# Bit on a beretta 81



## Electricmo (Dec 18, 2019)

Not bad so far looking at it. Off to the range soon. I like these cheetahs.


----------



## Dubar (Sep 8, 2019)

Good catch!

Mine shoots fine, but I have trouble racking the slide. I'm having some issues with both arms at the moment but this is still the only pistol I have problems with.

Recoil spring is too stiff IMO, I have a Wolff spring coming in so I'll see how that does. Right now I'm thinking mine doesn't have the correct spring (as bought) in it.


----------



## aarondhgraham (Mar 17, 2011)

The 81 I purchased from Classic Arms is fast becoming one of my favorite pistols,,,
It's the first 32 ACP I've ever owned (maybe fired) and *I like it!*

It's so dang fun to shoot that it's costing me a lot of money.

Normally I shoot 50 to 100 rounds per outing,,,
I've only owned the pistol a month and I've already burned through 400 rounds.

Aarond

.


----------



## Electricmo (Dec 18, 2019)

Shot way to the left. Drifted the rear sight and dead on now. Ran 50 rounds through her without a hiccup. I can really find nothing to complain about. A decocker would be nice but I didn't have to pay for one. I think these older pieces have no MIM parts either. I feel like I stole it.


----------



## Pandaz3 (Aug 23, 2018)

My Son has one and his only complaint is one magazine, that may be corrected soon as I hear MecGar is going to make a batch.


----------



## aarondhgraham (Mar 17, 2011)

Classic Firearms just advertised 81 Mags for 34.95.

Aarond

.


----------



## Dubar (Sep 8, 2019)

I ordered some wood grips for mine, coming from Thailand and should be here in another 7-10 days.

Also ordered a firing pin spring from Wolff which should be here Monday. Then I'll know for sure if the spring that's in it now is too strong.


----------



## pic (Nov 14, 2009)

Electricmo said:


> View attachment 17870
> Not bad so far looking at it. Off to the range soon. I like these cheetahs.

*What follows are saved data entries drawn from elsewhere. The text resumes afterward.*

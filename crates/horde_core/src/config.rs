//! Data-driven configuration for the crowd simulation.
//!
//! Every tuning constant (tier stats, LOD radii, stagger masks, spawn band)
//! lives here and is deserialized from RON. Nothing in the tick path
//! hardcodes a threshold.
//!
//! # Example RON
//!
//! ```ron
//! CrowdConfig(
//!     capacity: 20000,
//!     bounds: (min: (x: -2048.0, y: -2048.0), max: (x: 2048.0, y: 2048.0)),
//!     seed: 7,
//!     spatial_cell_size: 32.0,
//!     spawn: SpawnConfig(
//!         min_radius: 400.0,
//!         max_radius: 800.0,
//!         tier_thresholds: (0.70, 0.90, 0.99),
//!     ),
//! )
//! ```
//!
//! Omitted sections (`tiers`, `steering`) fall back to their defaults.

use std::path::Path;

use serde::{Deserialize, Serialize};

use crate::error::{HordeError, Result};
use crate::math::WorldBounds;

// NaN fails both checks.
fn is_positive(value: f32) -> bool {
    value > 0.0
}

fn is_non_negative(value: f32) -> bool {
    value >= 0.0
}

/// Agent tiers, ordered from most common to rarest.
#[derive(Debug, Clone, Copy, PartialEq, Eq, Hash, PartialOrd, Ord, Default, Serialize, Deserialize)]
pub enum AgentTier {
    /// Baseline swarm unit.
    #[default]
    Drone,
    /// Fast, fragile unit.
    Runner,
    /// Slow, heavy unit.
    Brute,
    /// Rare elite unit.
    Elite,
}

impl AgentTier {
    /// All tiers in roll order.
    pub const ALL: [AgentTier; 4] = [Self::Drone, Self::Runner, Self::Brute, Self::Elite];

    /// Dense index of this tier, usable for table lookups.
    #[must_use]
    pub const fn index(self) -> usize {
        self as usize
    }

    /// Pick a tier from a uniform draw `r` in `[0, 1)` and ascending
    /// cumulative thresholds `[p1, p2, p3]`.
    #[must_use]
    pub fn from_roll(r: f32, thresholds: [f32; 3]) -> Self {
        if r < thresholds[0] {
            Self::Drone
        } else if r < thresholds[1] {
            Self::Runner
        } else if r < thresholds[2] {
            Self::Brute
        } else {
            Self::Elite
        }
    }
}

/// Immutable per-tier statistics.
#[derive(Debug, Clone, Copy, PartialEq, Serialize, Deserialize)]
pub struct TypeStats {
    /// Maximum speed in world units per second.
    pub max_speed: f32,
    /// Weight of the seek (or flow-blended seek) direction.
    pub seek_weight: f32,
    /// Weight of the separation push.
    pub separation_weight: f32,
    /// Hit points at spawn.
    pub max_hit_points: u32,
    /// Damage dealt to the target per touch.
    pub touch_damage: u32,
    /// Delay between touches, in milliseconds.
    pub attack_cooldown_ms: f32,
    /// Fear sensitivity radius; a fear source only frightens this tier
    /// within `min(source_radius, fear_trigger_radius)`.
    pub fear_trigger_radius: f32,
}

/// One [`TypeStats`] record per [`AgentTier`].
#[derive(Debug, Clone, PartialEq, Serialize, Deserialize)]
pub struct TierTable {
    /// Stats for [`AgentTier::Drone`].
    pub drone: TypeStats,
    /// Stats for [`AgentTier::Runner`].
    pub runner: TypeStats,
    /// Stats for [`AgentTier::Brute`].
    pub brute: TypeStats,
    /// Stats for [`AgentTier::Elite`].
    pub elite: TypeStats,
}

impl TierTable {
    /// Stats for `tier`.
    #[must_use]
    pub const fn get(&self, tier: AgentTier) -> &TypeStats {
        match tier {
            AgentTier::Drone => &self.drone,
            AgentTier::Runner => &self.runner,
            AgentTier::Brute => &self.brute,
            AgentTier::Elite => &self.elite,
        }
    }

    fn validate(&self) -> Result<()> {
        for tier in AgentTier::ALL {
            let stats = self.get(tier);
            if !is_non_negative(stats.max_speed) {
                return Err(HordeError::invalid(format!("{tier:?}: max_speed must be >= 0")));
            }
            if stats.max_hit_points == 0 {
                return Err(HordeError::invalid(format!("{tier:?}: max_hit_points must be > 0")));
            }
            if !is_non_negative(stats.attack_cooldown_ms) {
                return Err(HordeError::invalid(format!(
                    "{tier:?}: attack_cooldown_ms must be >= 0"
                )));
            }
        }
        Ok(())
    }
}

impl Default for TierTable {
    fn default() -> Self {
        Self {
            drone: TypeStats {
                max_speed: 60.0,
                seek_weight: 1.0,
                separation_weight: 1.4,
                max_hit_points: 10,
                touch_damage: 1,
                attack_cooldown_ms: 800.0,
                fear_trigger_radius: 400.0,
            },
            runner: TypeStats {
                max_speed: 95.0,
                seek_weight: 1.0,
                separation_weight: 1.2,
                max_hit_points: 6,
                touch_damage: 1,
                attack_cooldown_ms: 600.0,
                fear_trigger_radius: 400.0,
            },
            brute: TypeStats {
                max_speed: 40.0,
                seek_weight: 1.0,
                separation_weight: 2.0,
                max_hit_points: 40,
                touch_damage: 3,
                attack_cooldown_ms: 1200.0,
                fear_trigger_radius: 250.0,
            },
            elite: TypeStats {
                max_speed: 55.0,
                seek_weight: 1.0,
                separation_weight: 1.6,
                max_hit_points: 120,
                touch_damage: 6,
                attack_cooldown_ms: 1000.0,
                fear_trigger_radius: 120.0,
            },
        }
    }
}

/// Annulus spawn band and tier roll thresholds.
#[derive(Debug, Clone, Copy, PartialEq, Serialize, Deserialize)]
pub struct SpawnConfig {
    /// Inner spawn radius.
    pub min_radius: f32,
    /// Outer spawn radius.
    pub max_radius: f32,
    /// Ascending cumulative thresholds `p1 < p2 < p3` in `(0, 1]`.
    pub tier_thresholds: [f32; 3],
}

impl Default for SpawnConfig {
    fn default() -> Self {
        Self {
            min_radius: 400.0,
            max_radius: 800.0,
            tier_thresholds: [0.70, 0.90, 0.99],
        }
    }
}

/// Steering, LOD and collision tuning.
#[derive(Debug, Clone, Copy, PartialEq, Serialize, Deserialize)]
#[serde(default)]
pub struct SteeringConfig {
    /// Collision radius of an agent.
    pub agent_radius: f32,
    /// Collision radius of the target.
    pub target_radius: f32,
    /// Neighbors closer than this push each other apart.
    pub separation_radius: f32,
    /// Maximum neighbors examined per separation query.
    pub max_neighbors: usize,
    /// Agents within this distance of the target run full behavior.
    pub sep_active_radius: f32,
    /// Base radius of the cheap-drift band.
    pub far_cheap_radius: f32,
    /// `far_cheap_radius * very_far_multiplier` starts the very-far band.
    pub very_far_multiplier: f32,
    /// Beyond this distance drifting agents ignore obstacles.
    pub no_collision_radius: f32,
    /// Far agents recompute when `(tick + index) & mask == 0`.
    pub far_recompute_mask: u64,
    /// Very-far agents recompute when `(tick + index) & mask == 0`.
    pub very_far_recompute_mask: u64,
    /// Flow-assist duration armed by a fully blocked move, in milliseconds.
    pub flow_assist_burst_ms: f32,
    /// Share of the flow direction when blending with seek, in `[0, 1]`.
    pub flow_assist_weight: f32,
    /// Fleeing agents farther than this from the target are despawned.
    pub despawn_distance: f32,
    /// Radius increment between unstuck rings.
    pub unstuck_ring_step: f32,
    /// Largest unstuck ring radius.
    pub unstuck_max_radius: f32,
    /// Angular samples per unstuck ring.
    pub unstuck_samples: u32,
}

impl SteeringConfig {
    /// Squared distance that triggers a touch.
    #[must_use]
    pub fn touch_range_squared(&self) -> f32 {
        let r = self.target_radius + self.agent_radius;
        r * r
    }

    /// Distance at which the very-far band starts.
    #[must_use]
    pub fn very_far_radius(&self) -> f32 {
        self.far_cheap_radius * self.very_far_multiplier
    }

    fn validate(&self) -> Result<()> {
        let positive = [
            ("agent_radius", self.agent_radius),
            ("separation_radius", self.separation_radius),
            ("sep_active_radius", self.sep_active_radius),
            ("far_cheap_radius", self.far_cheap_radius),
            ("despawn_distance", self.despawn_distance),
            ("unstuck_ring_step", self.unstuck_ring_step),
        ];
        for (name, value) in positive {
            if !is_positive(value) {
                return Err(HordeError::invalid(format!("{name} must be positive")));
            }
        }
        for (name, value) in [
            ("target_radius", self.target_radius),
            ("no_collision_radius", self.no_collision_radius),
        ] {
            if value < 0.0 {
                return Err(HordeError::invalid(format!("{name} must be >= 0")));
            }
        }
        if self.max_neighbors == 0 {
            return Err(HordeError::invalid("max_neighbors must be > 0"));
        }
        if self.unstuck_max_radius < self.unstuck_ring_step {
            return Err(HordeError::invalid(
                "unstuck_max_radius must not be smaller than unstuck_ring_step",
            ));
        }
        if self.very_far_multiplier < 1.0 {
            return Err(HordeError::invalid("very_far_multiplier must be >= 1"));
        }
        if self.far_cheap_radius < self.sep_active_radius {
            return Err(HordeError::invalid(
                "far_cheap_radius must not be smaller than sep_active_radius",
            ));
        }
        for (name, mask) in [
            ("far_recompute_mask", self.far_recompute_mask),
            ("very_far_recompute_mask", self.very_far_recompute_mask),
        ] {
            if mask & mask.wrapping_add(1) != 0 {
                return Err(HordeError::invalid(format!("{name} must be 2^k - 1, got {mask}")));
            }
        }
        if !(0.0..=1.0).contains(&self.flow_assist_weight) {
            return Err(HordeError::invalid("flow_assist_weight must be in [0, 1]"));
        }
        if self.unstuck_samples == 0 {
            return Err(HordeError::invalid("unstuck_samples must be > 0"));
        }
        Ok(())
    }
}

impl Default for SteeringConfig {
    fn default() -> Self {
        Self {
            agent_radius: 8.0,
            target_radius: 16.0,
            separation_radius: 20.0,
            max_neighbors: 12,
            sep_active_radius: 600.0,
            far_cheap_radius: 1200.0,
            very_far_multiplier: 2.0,
            no_collision_radius: 1800.0,
            far_recompute_mask: 3,
            very_far_recompute_mask: 15,
            flow_assist_burst_ms: 600.0,
            flow_assist_weight: 0.6,
            despawn_distance: 2200.0,
            unstuck_ring_step: 8.0,
            unstuck_max_radius: 64.0,
            unstuck_samples: 8,
        }
    }
}

/// Top-level crowd configuration.
#[derive(Debug, Clone, PartialEq, Serialize, Deserialize)]
pub struct CrowdConfig {
    /// Maximum number of live agents.
    pub capacity: usize,
    /// World rectangle covered by the spatial grid.
    pub bounds: WorldBounds,
    /// Seed for spawn placement and tier rolls.
    #[serde(default)]
    pub seed: u64,
    /// Cell size of the separation hash grid.
    pub spatial_cell_size: f32,
    /// Spawn band and tier thresholds.
    #[serde(default)]
    pub spawn: SpawnConfig,
    /// Per-tier stats.
    #[serde(default)]
    pub tiers: TierTable,
    /// Steering and LOD tuning.
    #[serde(default)]
    pub steering: SteeringConfig,
}

impl Default for CrowdConfig {
    fn default() -> Self {
        Self {
            capacity: 20_000,
            bounds: WorldBounds::default(),
            seed: 0,
            spatial_cell_size: 32.0,
            spawn: SpawnConfig::default(),
            tiers: TierTable::default(),
            steering: SteeringConfig::default(),
        }
    }
}

impl CrowdConfig {
    /// Parse a config from a RON string and validate it.
    pub fn from_ron_str(ron_str: &str) -> Result<Self> {
        let config: Self = ron::from_str(ron_str).map_err(|e| HordeError::ConfigParse {
            path: "<inline>".into(),
            message: e.to_string(),
        })?;
        config.validate()?;
        Ok(config)
    }

    /// Load and validate a config from a RON file.
    pub fn load<P: AsRef<Path>>(path: P) -> Result<Self> {
        let path = path.as_ref();
        let contents = std::fs::read_to_string(path).map_err(|e| HordeError::Io {
            path: path.display().to_string(),
            message: e.to_string(),
        })?;
        let config: Self = ron::from_str(&contents).map_err(|e| HordeError::ConfigParse {
            path: path.display().to_string(),
            message: e.to_string(),
        })?;
        config.validate()?;
        Ok(config)
    }

    /// Check every value the tick path relies on.
    pub fn validate(&self) -> Result<()> {
        if self.capacity == 0 {
            return Err(HordeError::invalid("capacity must be > 0"));
        }
        if !self.bounds.is_valid() {
            return Err(HordeError::invalid("bounds must enclose a positive area"));
        }
        if !is_positive(self.spatial_cell_size) {
            return Err(HordeError::invalid("spatial_cell_size must be positive"));
        }
        if self.spatial_cell_size < self.steering.separation_radius {
            return Err(HordeError::invalid(
                "spatial_cell_size must be >= separation_radius so a 3x3 query covers it",
            ));
        }
        let spawn = &self.spawn;
        if spawn.min_radius < 0.0 || spawn.min_radius > spawn.max_radius {
            return Err(HordeError::invalid(
                "spawn radii must satisfy 0 <= min_radius <= max_radius",
            ));
        }
        let [p1, p2, p3] = spawn.tier_thresholds;
        if !(0.0 <= p1 && p1 <= p2 && p2 <= p3 && p3 <= 1.0) {
            return Err(HordeError::invalid(format!(
                "tier_thresholds must ascend within [0, 1], got {:?}",
                spawn.tier_thresholds
            )));
        }
        self.tiers.validate()?;
        self.steering.validate()
    }
}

Does it have the 12 round mag?


----------



## mdi (Jan 11, 2020)

I too just got a Model 81 from Classic Firearms. I had a bit of trouble getting the slide off, but after some research found a "quickie" solution; lock back the slide, move the take down lever, release the slide. Slide moves forward enough to pull it off by hand. Other than that, I really like it. I reload for most of my guns so I"m "tooling up" for that adventure (32 ACP)...


----------



## Dubar (Sep 8, 2019)

Got the Wolff recoil spring AND it came with a firing pin spring!!! Both springs were about 3/8" longer than the ones that came in the pistol, could be nothing more than old worn springs.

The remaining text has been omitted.